In setting out to write an open letter calling for a strategic partnership between American Jews and evangelicals in support of Israel, I was aware that I was venturing into troubled waters. Though many Jews and Christians recognize the link that binds them, many more, and for many reasons, remain hostile to any prospect of cooperation. I braced myself for an inbox of emails decrying my naiveté or blasting my motives.
What I received instead was a cornucopia of letters from Jews and Christians who welcomed my message, posted thoughtful comments about it on Mosaic and elsewhere, and disseminated the essay widely in social media. I’m enormously grateful to every reader who took the time to participate in this discussion. Indeed, what I’ve seen makes me hopeful that Jewish-Christian relations in the U.S. may be turning a corner.

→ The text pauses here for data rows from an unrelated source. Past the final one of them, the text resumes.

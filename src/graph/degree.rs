//! Degree ranking of every protein in a graph snapshot

use std::collections::HashMap;

use crate::config::CandidateOrder;
use crate::graph::InteractionGraph;

/// Proteins of an [`InteractionGraph`] ranked by degree.
///
/// Ranking is descending by degree; ties keep graph construction order, so
/// the index is reproducible for a given graph. The index is built once and
/// never updated; rebuild it if the graph is rebuilt.
#[derive(Debug, Clone)]
pub struct DegreeIndex {
    ranked: Vec<(String, usize)>,

    /// Rank of every protein in `ranked`
    rank_of: HashMap<String, usize>,
}

impl DegreeIndex {
    /// Compute every degree and rank the proteins
    pub fn new(graph: &InteractionGraph) -> Self {
        let mut ranked: Vec<(String, usize)> = graph
            .proteins()
            .iter()
            .enumerate()
            .map(|(node, id)| (id.clone(), graph.node_degree(node as u32)))
            .collect();

        // Stable sort keeps construction order among equal degrees
        ranked.sort_by(|a, b| b.1.cmp(&a.1));

        let rank_of = ranked
            .iter()
            .enumerate()
            .map(|(rank, (id, _))| (id.clone(), rank))
            .collect();

        Self { ranked, rank_of }
    }

    pub fn len(&self) -> usize {
        self.ranked.len()
    }

    pub fn is_empty(&self) -> bool {
        self.ranked.is_empty()
    }

    /// (protein, degree) pairs, highest degree first
    pub fn ranked_descending(&self) -> &[(String, usize)] {
        &self.ranked
    }

    /// Protein identifiers, lowest degree first.
    ///
    /// This is the exact reverse of [`DegreeIndex::ranked_descending`], so
    /// among equal degrees the later-constructed protein comes first.
    pub fn ranked_ascending_proteins(&self) -> Vec<&str> {
        self.ranked.iter().rev().map(|(id, _)| id.as_str()).collect()
    }

    /// Protein identifiers, highest degree first
    pub fn ranked_descending_proteins(&self) -> Vec<&str> {
        self.ranked.iter().map(|(id, _)| id.as_str()).collect()
    }

    /// Candidate scanning order for bridge searches
    pub fn candidates(&self, order: CandidateOrder) -> Vec<&str> {
        self.candidate_entries(order)
            .into_iter()
            .map(|(id, _)| id)
            .collect()
    }

    /// (protein, degree) pairs in candidate scanning order
    pub fn candidate_entries(&self, order: CandidateOrder) -> Vec<(&str, usize)> {
        let entries = self.ranked.iter().map(|(id, degree)| (id.as_str(), *degree));
        match order {
            CandidateOrder::Descending => entries.collect(),
            CandidateOrder::Ascending => entries.rev().collect(),
        }
    }

    /// (protein, degree) at a rank in descending order
    pub fn entry_at(&self, rank: usize) -> Option<(&str, usize)> {
        self.ranked.get(rank).map(|(id, degree)| (id.as_str(), *degree))
    }

    /// Protein at a rank in descending order
    pub fn protein_at(&self, rank: usize) -> Option<&str> {
        self.entry_at(rank).map(|(id, _)| id)
    }

    /// Degree recorded for a protein, if it is indexed
    pub fn degree_of(&self, protein: &str) -> Option<usize> {
        self.rank_of.get(protein).map(|&rank| self.ranked[rank].1)
    }
}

Most welcome of all were the responses from Elliott Abrams, Wilfred M. McClay, Gertrude Himmelfarb, and James Nuechterlein: four thinkers whom I deeply respect and who endorsed the main substance of my argument while simultaneously highlighting aspects that I either minimized or left out. Elliott Abrams calls for full-scale Jewish-Christian collaboration. Wilfred McClay, riffing on Irving Kristol, stresses our disparate loyalties to “what we were born with” while simultaneously calling on Jews and Christians to contemplate the possibility of a partnership beyond mere pragmatism. Gertrude Himmelfarb uses the fascinating story of the indefatigable 19th-century British Zionist Lord Shaftesbury to underscore the historical roots of American evangelical Zionism but also to raise the concern that maybe, just maybe, inflamed Gentile zeal for Zion is not always good for the Jews. James Nuechterlein points out that Bible-based support for Israel, however admirable, isn’t the only kind of support there is.